### Dictionary-Based Tokenization
  Dictionary-based tokenization is a type of tokenization where text is split into tokens using a predefined dictionary of words or phrases.

***Why use dictionary-based tokenization when there are many other ways to create tokens?***

Let’s say you have the text:

"I live in San Francisco", or "United Nations".

If you use simple whitespace tokenization, "San Francisco" will be split into two separate tokens: "San" and "Francisco". This can be a problem because:

The original meaning of the named entity (city name) gets broken.

The number of unique tokens increases (data sparsity), which will increase computational power.

To solve such issues, dictionary-based tokenization helps by keeping important multi-word expressions together as a single token — for example, "San Francisco" stays as "San_Francisco".

***How to perform dictionary-based tokenization?***

Create a predefined dictionary of important words or phrases (e.g., place names, organizations, domain-specific terms).

Preprocess the text (lowercasing, cleaning, etc.) and apply simple tokenization as the first step.

Match tokens against the dictionary — if a sequence matches, treat it as a single token and assign a specific token ID or representation.

Handle unmatched words — for words not found in the dictionary, apply subword or character-level tokenization to handle unknowns.

***how can i do dictionary tokenization ?***
- step 1: creating the predifined dictionary like creating the
- step 2 : preprocess the text and do simple tokneization
- step 3 : if the words matches to the dictionary then we give specific values to that words
- step 4: if the words does not matches then the dictionary we would do subword or character tokenization

In [7]:
## Prepairing the text
predefined = [('San', 'Francisco'), ('United', 'Nations'), ('New', 'York'), ('Google', 'coolab')]

In [6]:
## Importing the Libraries
import nltk
from nltk.tokenize import MWETokenizer
from nltk.tokenize import word_tokenize
nltk.download('stopwords')
nltk.download('punkt_tab')

[nltk_data] Downloading package stopwords to /root/nltk_data...
[nltk_data]   Package stopwords is already up-to-date!
[nltk_data] Downloading package punkt_tab to /root/nltk_data...
[nltk_data]   Package punkt_tab is already up-to-date!


True

In [3]:
# Preprocessing the Text
def preprocess_text(text):
  text = text.lower()
  return text

sample_text = 'San Francisco is a beautiful city.

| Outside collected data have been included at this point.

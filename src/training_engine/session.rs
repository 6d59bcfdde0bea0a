//! Session controller: owns the mutable training state and threads it through
//! the stateless engine one hand at a time.

use std::collections::BTreeMap;
use rand::Rng;
use serde::{Deserialize, Serialize};

use crate::training_engine::{
    campaign::{bundled_levels, CampaignLevel, CampaignProgress},
    config::SessionConfig,
    error::TrainerError,
    generator::{deal_drill, Drill},
    models::{Action, DifficultyState, HandCode, HandRecord, Mastery, TrainingMode},
    range::Range,
    resolver::{judge, strategy_grid, GridCell},
    storage::{
        load_json, store_json, KeyValueStore, KEY_CAMPAIGN_LEVEL, KEY_CUSTOM_RANGE,
        KEY_HAND_STATS, KEY_STREAK, KEY_TOTAL_HANDS,
    },
    strategy::StrategyBook,
};

pub type HandStats = BTreeMap<HandCode, HandRecord>;

/// What the presentation layer receives once a hand is judged.
#[derive(Debug, Clone, PartialEq, Eq, Serialize, Deserialize)]
pub struct HandResult {
    pub drill: Drill,
    pub submitted: Action,
    pub correct: Action,
    pub is_correct: bool,
    /// Streak after this hand.
    pub streak: u32,
    /// Set when this hand cleared a campaign level.
    pub level_cleared: Option<CampaignLevel>,
    /// Tally for this code, including this hand.
    pub record: HandRecord,
}

pub struct TrainingSession {
    book: StrategyBook,
    levels: Vec<CampaignLevel>,
    mode: TrainingMode,
    difficulty: DifficultyState,
    max_draw_attempts: u32,
    campaign: CampaignProgress,
    custom_range: Range,
    hand_stats: HandStats,
    total_hands: u64,
    current: Option<Drill>,
}

impl TrainingSession {
    pub fn new(config: SessionConfig, book: StrategyBook) -> TrainingSession {
        TrainingSession {
            book,
            levels: bundled_levels(),
            mode: config.mode,
            difficulty: DifficultyState { streak: 0, adaptive: config.adaptive },
            max_draw_attempts: config.max_draw_attempts,
            campaign: CampaignProgress::default(),
            custom_range: config.custom_range,
            hand_stats: HandStats::new(),
            total_hands: 0,
            current: None,
        }
    }

    /// Replace the campaign ladder. Progress restarts at the first level.
    pub fn with_levels(mut self, levels: Vec<CampaignLevel>) -> TrainingSession {
        self.levels = levels;
        self.campaign = CampaignProgress::default();
        self
    }

    // ── accessors ───────────────────────────────────────────────────────────

    pub fn mode(&self) -> TrainingMode {
        self.mode
    }

    pub fn difficulty(&self) -> DifficultyState {
        self.difficulty
    }

    pub fn campaign(&self) -> CampaignProgress {
        self.campaign
    }

    pub fn current_level(&self) -> Option<&CampaignLevel> {
        self.campaign.current(&self.levels)
    }

    pub fn custom_range(&self) -> &Range {
        &self.custom_range
    }

    pub fn hand_stats(&self) -> &HandStats {
        &self.hand_stats
    }

    pub fn total_hands(&self) -> u64 {
        self.total_hands
    }

    pub fn current(&self) -> Option<&Drill> {
        self.current.as_ref()
    }

    pub fn book(&self) -> &StrategyBook {
        &self.book
    }

    // ── settings ────────────────────────────────────────────────────────────

    /// Switching mode starts both streaks over and abandons the hand in play.
    pub fn set_mode(&mut self, mode: TrainingMode) {
        self.mode = mode;
        self.difficulty.streak = 0;
        self.campaign.streak = 0;
        self.current = None;
    }

    /// The hand in play was drawn under the old band, so it is dropped.
    pub fn set_adaptive(&mut self, adaptive: bool) {
        self.difficulty.adaptive = adaptive;
        self.current = None;
    }

    /// Saving an edited range resets the streak.
    pub fn save_custom_range(&mut self, range: Range) {
        self.custom_range = range;
        self.difficulty.streak = 0;
        self.current = None;
    }

    /// Verdict for one code from the stored tally.
    pub fn mastery(&self, code: &HandCode) -> Mastery {
        self.hand_stats.get(code).copied().unwrap_or_default().mastery()
    }

    /// Verdict for all 169 codes in grid order.
    pub fn mastery_grid(&self) -> Vec<(HandCode, Mastery)> {
        HandCode::all().map(|code| (code, self.mastery(&code))).collect()
    }

    pub fn reset_stats(&mut self) {
        self.hand_stats.clear();
    }

    // ── play ────────────────────────────────────────────────────────────────

    pub fn deal<R: Rng>(&mut self, rng: &mut R) -> &Drill {
        let level = match self.mode {
            TrainingMode::Campaign => self.campaign.current(&self.levels),
            _ => None,
        };
        let drill = deal_drill(
            rng,
            self.mode,
            &self.difficulty,
            level,
            Some(&self.custom_range),
            &self.book,
            self.max_draw_attempts,
        );
        self.current.insert(drill)
    }

    /// Judge `action` against the hand in play. `None` if nothing was dealt.
    pub fn submit(&mut self, action: Action) -> Option<HandResult> {
        let drill = self.current.take()?;
        let is_correct = judge(action, drill.correct);

        self.total_hands += 1;
        let record = self.hand_stats.entry(drill.code).or_default();
        if is_correct {
            record.win_count += 1;
            self.difficulty.streak += 1;
        } else {
            record.loss_count += 1;
            self.difficulty.streak = 0;
        }
        let record = *record;

        let level_cleared = match self.mode {
            TrainingMode::Campaign => self
                .campaign
                .record(is_correct, &self.levels)
                .and_then(|i| self.levels.get(i).cloned()),
            _ => None,
        };

        Some(HandResult {
            correct: drill.correct,
            drill,
            submitted: action,
            is_correct,
            streak: self.difficulty.streak,
            level_cleared,
            record,
        })
    }

    /// Correct action for every code in the scenario currently in play.
    pub fn grid_for(&self, drill: &Drill) -> Vec<GridCell> {
        strategy_grid(&drill.scenario, drill.mode, Some(&self.custom_range), &self.book)
    }

    // ── persistence ─────────────────────────────────────────────────────────

    pub fn persist<S: KeyValueStore + ?Sized>(&self, store: &mut S) -> Result<(), TrainerError> {
        store_json(store, KEY_CUSTOM_RANGE, &self.custom_range)?;
        store_json(store, KEY_STREAK, &self.difficulty.streak)?;
        store_json(store, KEY_HAND_STATS, &self.hand_stats)?;
        store_json(store, KEY_CAMPAIGN_LEVEL, &self.campaign.level_index)?;
        store_json(store, KEY_TOTAL_HANDS, &self.total_hands)?;
        Ok(())
    }

    /// Load whatever progress the store holds. Values that fail to decode are
    /// logged and left at their current setting.
    pub fn restore<S: KeyValueStore + ?Sized>(&mut self, store: &S) {
        if let Some(range) = load_or_warn(store, KEY_CUSTOM_RANGE) {
            self.custom_range = range;
        }
        if let Some(streak) = load_or_warn(store, KEY_STREAK) {
            self.difficulty.streak = streak;
        }
        if let Some(stats) = load_or_warn(store, KEY_HAND_STATS) {
            self.hand_stats = stats;
        }
        if let Some(level) = load_or_warn::<usize, _>(store, KEY_CAMPAIGN_LEVEL) {
            self.campaign = CampaignProgress {
                level_index: level.min(self.levels.len().saturating_sub(1)),
                streak: 0,
            };
        }
        if let Some(total) = load_or_warn(store, KEY_TOTAL_HANDS) {
            self.total_hands = total;
        }
    }
}

fn load_or_warn<T, S>(store: &S, key: &str) -> Option<T>
where
    T: serde::de::DeserializeOwned,
    S: KeyValueStore + ?Sized,
{
    match load_json(store, key) {
        Ok(value) => value,
        Err(e) => {
            log::warn!("ignoring stored '{key}': {e}");
            None
        }
    }
}

#[cfg(test)]
mod tests {
    use super::*;
    use crate::training_engine::{campaign::LevelConfig, models::Position, storage::MemoryStore};
    use rand::SeedableRng;
    use rand::rngs::StdRng;

    fn book() -> StrategyBook {
        StrategyBook::bundled().unwrap()
    }

    fn session(mode: TrainingMode) -> TrainingSession {
        let config = SessionConfig { mode, ..SessionConfig::default() };
        TrainingSession::new(config, book())
    }

    #[test]
    fn correct_answers_build_the_streak_and_misses_reset_it() {
        let mut rng = StdRng::seed_from_u64(1);
        let mut s = session(TrainingMode::Rfi);
        for expected in 1..=3 {
            let correct = s.deal(&mut rng).correct;
            let result = s.submit(correct).unwrap();
            assert!(result.is_correct);
            assert_eq!(result.streak, expected);
        }
        s.deal(&mut rng);
        let result = s.submit(Action::Timeout).unwrap();
        assert!(!result.is_correct);
        assert_eq!(s.difficulty().streak, 0);
        assert_eq!(s.total_hands(), 4);
        let wins: u32 = s.hand_stats().values().map(|r| r.win_count).sum();
        let losses: u32 = s.hand_stats().values().map(|r| r.loss_count).sum();
        assert_eq!((wins, losses), (3, 1));
    }

    #[test]
    fn submit_without_a_deal_is_ignored() {
        let mut s = session(TrainingMode::Rfi);
        assert!(s.submit(Action::Fold).is_none());
        let mut rng = StdRng::seed_from_u64(2);
        s.deal(&mut rng);
        assert!(s.submit(Action::Fold).is_some());
        assert!(s.submit(Action::Fold).is_none(), "a hand is judged once");
    }

    #[test]
    fn mode_change_and_range_save_reset_streak() {
        let mut rng = StdRng::seed_from_u64(3);
        let mut s = session(TrainingMode::Defense);
        let correct = s.deal(&mut rng).correct;
        s.submit(correct);
        assert_eq!(s.difficulty().streak, 1);
        s.set_mode(TrainingMode::Custom);
        assert_eq!(s.difficulty().streak, 0);

        let correct = s.deal(&mut rng).correct;
        s.submit(correct);
        s.save_custom_range(Range::new(["AA"]));
        assert_eq!(s.difficulty().streak, 0);
        assert!(s.current().is_none());
    }

    #[test]
    fn campaign_level_up_is_reported() {
        let levels = vec![
            CampaignLevel { name: "one".into(), target: 2, config: LevelConfig::Rfi { allowed: vec![Position::BTN] } },
            CampaignLevel { name: "two".into(), target: 2, config: LevelConfig::Defense },
        ];
        let mut rng = StdRng::seed_from_u64(4);
        let mut s = session(TrainingMode::Campaign).with_levels(levels);

        let drill = s.deal(&mut rng).clone();
        assert_eq!(drill.scenario.hero, Position::BTN);
        assert!(s.submit(drill.correct).unwrap().level_cleared.is_none());

        let correct = s.deal(&mut rng).correct;
        let cleared = s.submit(correct).unwrap().level_cleared;
        assert_eq!(cleared.map(|l| l.name), Some("one".to_string()));
        assert_eq!(s.current_level().map(|l| l.name.as_str()), Some("two"));
        assert_eq!(s.deal(&mut rng).scenario.hero, Position::BB);
    }

    #[test]
    fn progress_survives_a_persist_restore_cycle() {
        let mut rng = StdRng::seed_from_u64(5);
        let mut s = session(TrainingMode::Rfi);
        s.save_custom_range(Range::new(["QQ+", "AKs"]));
        for _ in 0..5 {
            let correct = s.deal(&mut rng).correct;
            s.submit(correct);
        }
        let mut store = MemoryStore::new();
        s.persist(&mut store).unwrap();

        let mut restored = session(TrainingMode::Rfi);
        restored.restore(&store);
        assert_eq!(restored.custom_range(), s.custom_range());
        assert_eq!(restored.difficulty().streak, 5);
        assert_eq!(restored.hand_stats(), s.hand_stats());
        assert_eq!(restored.total_hands(), 5);
    }

    #[test]
    fn corrupt_values_fall_back_to_current_state() {
        let mut store = MemoryStore::new();
        store.set(KEY_HAND_STATS, "{not json".into()).unwrap();
        store.set(KEY_CUSTOM_RANGE, r#"["AA","KK"]"#.into()).unwrap();
        store.set(KEY_CAMPAIGN_LEVEL, "99".into()).unwrap();

        let mut s = session(TrainingMode::Campaign);
        s.restore(&store);
        assert!(s.hand_stats().is_empty());

        // tallies saved by the older short-key format
        store.set(KEY_HAND_STATS, r#"{"AKs":{"w":2,"l":1}}"#.into()).unwrap();
        s.restore(&store);
        assert_eq!(s.custom_range().tokens(), ["AA", "KK"]);
        let aks = HandCode::parse("AKs").unwrap();
        assert_eq!(s.hand_stats()[&aks], HandRecord { win_count: 2, loss_count: 1 });
        assert_eq!(s.campaign().level_index, bundled_levels().len() - 1);

        store.set(KEY_STREAK, "oops".into()).unwrap();
        s.restore(&store);
        assert_eq!(s.difficulty().streak, 0);
    }

    #[test]
    fn toggling_adaptive_drops_the_hand_in_play() {
        let mut rng = StdRng::seed_from_u64(7);
        let mut s = session(TrainingMode::Rfi);
        s.deal(&mut rng);
        s.set_adaptive(true);
        assert!(s.current().is_none());
        assert!(s.submit(Action::Fold).is_none());
        assert!(s.difficulty().adaptive);
    }

    #[test]
    fn mastery_follows_the_tally() {
        let mut rng = StdRng::seed_from_u64(8);
        let mut s = session(TrainingMode::Rfi);
        let drill = s.deal(&mut rng).clone();
        assert_eq!(s.mastery(&drill.code), Mastery::NoData);
        let result = s.submit(drill.correct).unwrap();
        assert_eq!(result.record, HandRecord { win_count: 1, loss_count: 0 });
        assert_eq!(s.mastery(&drill.code), Mastery::Mastered);

        let grid = s.mastery_grid();
        assert_eq!(grid.len(), 169);
        assert_eq!(grid.iter().filter(|(_, m)| *m != Mastery::NoData).count(), 1);
    }

    /// Store that refuses every write.
    struct ReadOnlyStore;

    impl KeyValueStore for ReadOnlyStore {
        fn get(&self, _key: &str) -> Option<String> {
            None
        }

        fn set(&mut self, key: &str, _value: String) -> Result<(), TrainerError> {
            Err(TrainerError::Storage { key: key.to_string(), reason: "read-only".into() })
        }

        fn remove(&mut self, _key: &str) {}
    }

    #[test]
    fn persist_reports_a_failed_write() {
        let s = session(TrainingMode::Rfi);
        let err = s.persist(&mut ReadOnlyStore).unwrap_err();
        match err {
            TrainerError::Storage { key, .. } => assert_eq!(key, KEY_CUSTOM_RANGE),
            other => panic!("unexpected error: {other}"),
        }
    }

    #[test]
    fn grid_matches_the_drill_answer() {
        let mut rng = StdRng::seed_from_u64(6);
        let mut s = session(TrainingMode::Vs3Bet);
        let drill = s.deal(&mut rng).clone();
        let grid = s.grid_for(&drill);
        assert_eq!(grid.len(), 169);
        let cell = grid.iter().find(|c| c.code == drill.code).unwrap();
        assert_eq!(cell.action, drill.correct);
    }
}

The United Nations meets regularly.'
cleaned_text = preprocess_text(sample_text)

In [11]:
# Tokrnizing the text
def tokenizing(text):
  tokenize = word_tokenize(text)
  return tokenize
  print('Tokenized text: ',tokenize)

tokens=tokenizing(cleaned_text)
print(tokenizing(cleaned_text))

['san', 'francisco', 'is', 'a', 'beautiful', 'city', '.', 'the', 'united', 'nations', 'meets', 'regularly', '.']


In [10]:
# Applying Dictionary based Tokenization
tokenizer = MWETokenizer(predefined)
tokenized_text = tokenizer.tokenize(tokens)
print("Dictionary tokeized : ", tokenized_text)

Dictionary tokeized :  ['san', 'francisco', 'is', 'a', 'beautiful', 'city', '.', 'the', 'united', 'nations', 'meets', 'regularly', '.']


In [12]:
# taking out matched tokens
unmatched_tokens = []
for token in tokens:
  if token not in ['San', 'Francisco', 'United', 'Nations']:
    unmatched_tokens.append(token)

print("Tokenized Sentence: ", unmatched_tokens)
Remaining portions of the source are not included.